Devia ser proibido
Todo mundo fala do Latino ou do Calypso, mas uma das letras mais picaretas da música brasileira recente vem da afamada e aclamada senhora Marisa de Azevedo Monte, junto de seus comparsas Dadi e Seu Jorge. Senão vejamos:
Cocada, queijadinha, sorvete,
Chiclete, sundae de chocolate.
Começa com uma estrofe claramente sem critério. Não que seja ruim escrever uma letra só com nome de doces - George Harrison já fez isso em "Savoy Truffle" (do Álbum Branco), acrescentando que seu interlocutor poderia se deliciar com tudo aquilo, mas teria que arrancar todos os dentes depois da trufa de Savóia. Também não falo mal da falta de rimas: grandes clássicos do cancioneiro popular já foram feitos só com versos brancos ("A rosa com cirrose, a anti-rosa atômica / Sem cor, sem perfume, sem rosa, sem nada"). Mas "Jujuba, bananada, pipoca"? "Chiclete, sundae de chocolate"? Qualquer turma de maternal escreve um disco assim em uma tarde de brincadeiras.
Frumelo, doce de abóbora com coco,
Bala juquinha, algodão doce e manjar.
Aqui o caso é diferente. Relendo as prosaicas sobremesas encaixadas na primeira estrofe, os autores nitidamente tentaram se superar adicionando nomes de doces menos usuais, como a mariola e o frumelo. Pode averiguar: nunca a Bala Juquinha e o doce de abóbora com coco foram empregados tão gratuitamente quanto aqui.
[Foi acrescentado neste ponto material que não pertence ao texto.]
//! HTTP client for the record store API.

use std::time::Duration;

use log::{debug, warn};
use reqwest::Client;
use serde::Deserialize;
use serde_json::{json, Map, Value};

use crate::config::StoreConfig;

use super::error::{Result, StoreError};
use super::record::RawRecord;

/// Default connect timeout for HTTP requests (10 seconds).
const DEFAULT_CONNECT_TIMEOUT: Duration = Duration::from_secs(10);

/// Default request timeout for HTTP requests (30 seconds).
const DEFAULT_REQUEST_TIMEOUT: Duration = Duration::from_secs(30);

/// Required prefix of a well-formed record identity.
const RECORD_ID_PREFIX: &str = "rec";

/// A short-lived tenant bearer token.
#[derive(Debug, Clone)]
pub struct Token(String);

impl Token {
    fn bearer(&self) -> String {
        format!("Bearer {}", self.0)
    }
}

#[derive(Debug, Deserialize)]
struct TokenExchangeResponse {
    code: i64,
    #[serde(default)]
    msg: String,
    #[serde(default)]
    tenant_access_token: Option<String>,
}

#[derive(Debug, Deserialize)]
struct ListResponse {
    code: i64,
    #[serde(default)]
    msg: String,
    #[serde(default)]
    data: Option<ListPage>,
}

#[derive(Debug, Default, Deserialize)]
struct ListPage {
    #[serde(default)]
    items: Vec<RawRecord>,
    #[serde(default)]
    has_more: bool,
    #[serde(default)]
    page_token: Option<String>,
}

#[derive(Debug, Deserialize)]
struct UpdateResponse {
    code: i64,
    #[serde(default)]
    msg: String,
}

/// Client for one bitable table.
///
/// Stateless apart from the reqwest connection pool; the tenant token is
/// held by the caller so one token can span a whole dispatch cycle.
pub struct TableClient {
    http: Client,
    config: StoreConfig,
}

impl TableClient {
    pub fn new(config: StoreConfig) -> Result<Self> {
        let http = Client::builder()
            .connect_timeout(DEFAULT_CONNECT_TIMEOUT)
            .timeout(DEFAULT_REQUEST_TIMEOUT)
            .build()
            .map_err(|e| StoreError::Auth(format!("Failed to create HTTP client: {}", e)))?;

        Ok(Self { http, config })
    }

    fn token_url(&self) -> String {
        format!(
            "{}/open-apis/auth/v3/tenant_access_token/internal/",
            self.config.base_url
        )
    }

    fn records_url(&self) -> String {
        format!(
            "{}/open-apis/bitable/v1/apps/{}/tables/{}/records",
            self.config.base_url, self.config.app_token, self.config.table_id
        )
    }

    /// Exchanges the application identity for a tenant token.
    pub async fn authenticate(&self) -> Result<Token> {
        let payload = json!({
            "app_id": self.config.app_id,
            "app_secret": self.config.app_secret,
        });

        let response = self
            .http
            .post(self.token_url())
            .json(&payload)
            .send()
            .await
            .map_err(|e| StoreError::Auth(format!("token request failed: {}", e)))?;

        if !response.status().is_success() {
            let status = response.status();
            let body = response.text().await.unwrap_or_default();
            return Err(StoreError::Auth(format!(
                "token request failed ({}): {}",
                status, body
            )));
        }

        let exchange: TokenExchangeResponse = response
            .json()
            .await
            .map_err(|e| StoreError::Auth(format!("malformed token response: {}", e)))?;

        if exchange.code != 0 {
            return Err(StoreError::Auth(format!(
                "token exchange rejected (code {}): {}",
                exchange.code, exchange.msg
            )));
        }

        match exchange.tenant_access_token {
            Some(token) if !token.is_empty() => Ok(Token(token)),
            _ => Err(StoreError::Auth("token exchange returned no token".to_string())),
        }
    }

    /// Lists every record in the table, following cursor pagination until
    /// the store reports no further pages.
    pub async fn list_all(&self, token: &Token) -> Result<Vec<RawRecord>> {
        let mut items = Vec::new();
        let mut page_token: Option<String> = None;

        loop {
            let mut request = self
                .http
                .get(self.records_url())
                .header(reqwest::header::AUTHORIZATION, token.bearer())
                .query(&[("page_size", self.config.page_size.to_string())]);

            if let Some(view_id) = &self.config.view_id {
                request = request.query(&[("view_id", view_id)]);
            }
            if let Some(cursor) = &page_token {
                request = request.query(&[("page_token", cursor)]);
            }

            let response = request
                .send()
                .await
                .map_err(|e| StoreError::Fetch(format!("page request failed: {}", e)))?;

            if !response.status().is_success() {
                let status = response.status();
                let body = response.text().await.unwrap_or_default();
                return Err(StoreError::Fetch(format!(
                    "page request failed ({}): {}",
                    status, body
                )));
            }

            let page: ListResponse = response
                .json()
                .await
                .map_err(|e| StoreError::Fetch(format!("malformed page response: {}", e)))?;

            if page.code != 0 {
                return Err(StoreError::Fetch(format!(
                    "listing rejected (code {}): {}",
                    page.code, page.msg
                )));
            }

            let data = page.data.unwrap_or_default();
            items.extend(data.items);

            match (data.has_more, data.page_token) {
                (true, Some(cursor)) => page_token = Some(cursor),
                _ => break,
            }
        }

        debug!("Listed {} records from table", items.len());
        Ok(items)
    }

    /// Writes `fields` to one record, addressed by its store identity.
    ///
    /// Returns `Ok(false)` on business-level rejection (stale identity,
    /// deleted record, malformed id) so the caller can fall back to rescue
    /// relocation; `Err` is reserved for transport failures.
    pub async fn update_by_identity(
        &self,
        token: &Token,
        identity: &str,
        fields: &Map<String, Value>,
    ) -> Result<bool> {
        let Some(identity) = clean_identity(identity) else {
            warn!("Refusing write-back: record identity '{}' is malformed", identity);
            return Ok(false);
        };

        let payload = json!({
            "records": [{ "record_id": &identity, "fields": fields }],
        });

        let response = self
            .http
            .post(format!("{}/batch_update", self.records_url()))
            .header(reqwest::header::AUTHORIZATION, token.bearer())
            .json(&payload)
            .send()
            .await?;

        // The business code in the body is authoritative, not the HTTP
        // status: a stale identity typically comes back as a 2xx with a
        // non-zero code, and some deployments answer 404 with a body.
        let body: UpdateResponse = response
            .json()
            .await
            .map_err(|e| StoreError::Decode(format!("malformed update response: {}", e)))?;

        if body.code != 0 {
            warn!(
                "Write-back rejected for record '{}' (code {}): {}",
                identity, body.code, body.msg
            );
            return Ok(false);
        }

        Ok(true)
    }
}

/// Strips a record identity down to its alphanumeric characters and checks
/// the well-known prefix. Identities that fail this never reach the network.
fn clean_identity(raw: &str) -> Option<String> {
    let cleaned: String = raw.trim().chars().filter(|c| c.is_alphanumeric()).collect();
    if cleaned.starts_with(RECORD_ID_PREFIX) && cleaned.len() > RECORD_ID_PREFIX.len() {
        Some(cleaned)
    } else {
        None
    }
}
Venha pra cá, venha comigo!
A hora é pra já, não é proibido.
Vou te contar: tá divertido
Pode chegar!
As primeiras rimas dão as caras. Um primor: "Venha pra cá" com "A hora é pra já", "contar" com "chegar", "comigo" com "proibido". De fazer inveja em Fernando Pessoa. Mas o ponto principal que quero abordar sobre este trecho é que ele é um refrão de axé disfarçado. Não faltam nem os verbos no imperativo. Eu não me surpreenderia se uma cantora baiana cantasse essa música no próximo Carnaval. Opa, espera aí: a Ivete Sangalo já fez isso.
Manda um e-mail para a Joana vir
Marisa Monte mostra como está antenada com as novas tecnologias, num apropriado uso da palavra "e-mail" em uma letra. Nos próximos álbuns certamente ela vai mandar um scrap para o Pepe e um Twitter para o Peter. E a Joana em questão é tão importante para Marisa que não vai receber um telefonema nem uma mensagem de celular, que são instantâneos, mas um e-mail que ela pode nem chegar a abrir. Sorte a dela.
Fala para o Peixoto chegar aí!
O primeiro verso é cantado com duvidosa dicção e eu sempre entendia algo como "Não precisa esquentar a cama". Acho que o meu virundum é melhor. O segundo é coberto de mistérios: será que ela se refere ao ilustre Floriano Peixoto, segundo presidente do Brasil? Ou a Alvarenga Peixoto, poeta e inconfidente exilado na África? Talvez ao médico, político, escritor e crítico literário Afrânio Peixoto? Fica a pergunta.
Traz toda a gente, tá convidado, é pra dançar,
Toda tristeza deixa lá fora, chega pra cá!
Esse refrão sem-vergonha é um axé por si só. Dava pra encaixar fácil aí no meio um "O povo do gueto mandou avisar". E como boa música de axé, é nesse ponto que Marisa começa a repetir a letra inteira novamente, sem faltar os numerosos "Uh!" que ela solta ao longo da canção. Pobre de nós.
Este post vai para a Bella, que ontem me mandou uma mensagem assim: "Tem uma infeliz sentada atrás de mim no ônibus cantando a música da jujuba da Marisa Monte. Mato ela ou não?", e para o De Pinho, que é fã de Marisa Monte mas me ajudou a descascar a letra de "Não É Proibido" em merecedores comentários sarcásticos.